Last week on October 14th Valve were given a deadline by the Washington State Gambling Commission to respond to the still rampant gambling industry making use of their Steam platform. If they did not respond they would face civil and criminal action from the State. Valve missed the deadline, but a representative from Valve notified the Gaming Commission and told them they are still working on a response and it would be on Monday the 17th of October. That was yesterday, and as you can imagine the Gaming Commission was not pleased.
WSGC Director David Trujillo had the following to say about the mammoth gaming organization:
“I am disappointed that Valve Corporation missed Friday’s deadline, but encouraged that they have committed to responding today. I look forward to reviewing their response in detail.”
Valve cannot even release details on Half-Life 3. I’m not sure what the WSGC were hoping for. The final deadline was yesterday, and Valve responded. There response was as you expected and they feel they cannot be held accountable for the lawsuits. PC Gamer broke the news with the punchline in tact – “there is no factual or legal support for these accusations.”
“We do not want to turn off the Steam services, described above, that skin gambling sites have taken advantage of,” Their letter says “In-game items, Steam trading, and OpenID have substantial benefits for Steam customers and Steam game-making partners. We do not believe it is the Commission’s intention, nor is it within the Commission’s authority, to turn off lawful commercial and communication services that are not directed to gambling in Washington.”
Valve then prompted the WSGC for a citation as to which part of their business violates the State’s commissioned law.
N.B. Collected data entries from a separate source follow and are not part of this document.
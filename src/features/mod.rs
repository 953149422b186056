//! Feature extraction and scaling
//!
//! Converts raw transaction rows into standardized model input.

pub mod extractor;
pub mod scaler;

pub use extractor::{FeatureExtractor, FeatureSet, FeatureVector, FEATURE_DIM, FEATURE_NAMES};
pub use scaler::{ScalerState, StandardScaler};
It’s worth noting that Valve issues over 40 illegal gambling sites with cease-and-desist letter earlier this year and took a strict turn on the Steam trading system which was so readily abused to keep these sites functioning. Valve is essentially fighting a losing battle as the bots used for trading are constantly evolving and near impossible to distinguish from real users.
“Valve can enforce its user agreements against the Steam accounts of skins gambling sites, where we can identify the site and identify the corresponding account. In fact, we would be happy to cooperate with the Commission, if it is able to identity more skins gambling sites that are illegal in Washington and the Steam accounts through which they operate.
“We welcome the change for further communication with the Commission, if it would like to clarify the legal allegations against Valve, or alternatively to work with Valve to identify offending Steam accounts of gambling sites.”
You don’t need a law degree to understand that Valve has the upper hand here. It’s not entirely their fault that users were making a ton of money from the gambling sites, and there’s no clear proof that they were knowingly facilitating the gambling. It’s also unclear what laws they’ve broken as this has not been disclosed in the aftermath of the gambling saga. It sort of looks like the Gambling Commission are tired of people coming forward threatening to sue somebody, and this headache has now been shifted to Valve as they pry for a response. Did Valve make a ton of money off the selling of skins on their market? Yes. Has this problem persisted before the era of CSGO gambling? No.
Valve’s market and trading system has existed for a number of years and it wasn’t until a number of disgruntled gamblers (or parents of underage gamblers) came forward about the issue. Yes, it is wrong and Valve have a small part to play, but is it enough to bring forward civil and criminal charges against the organization? Well, we’ll have to wait and find out.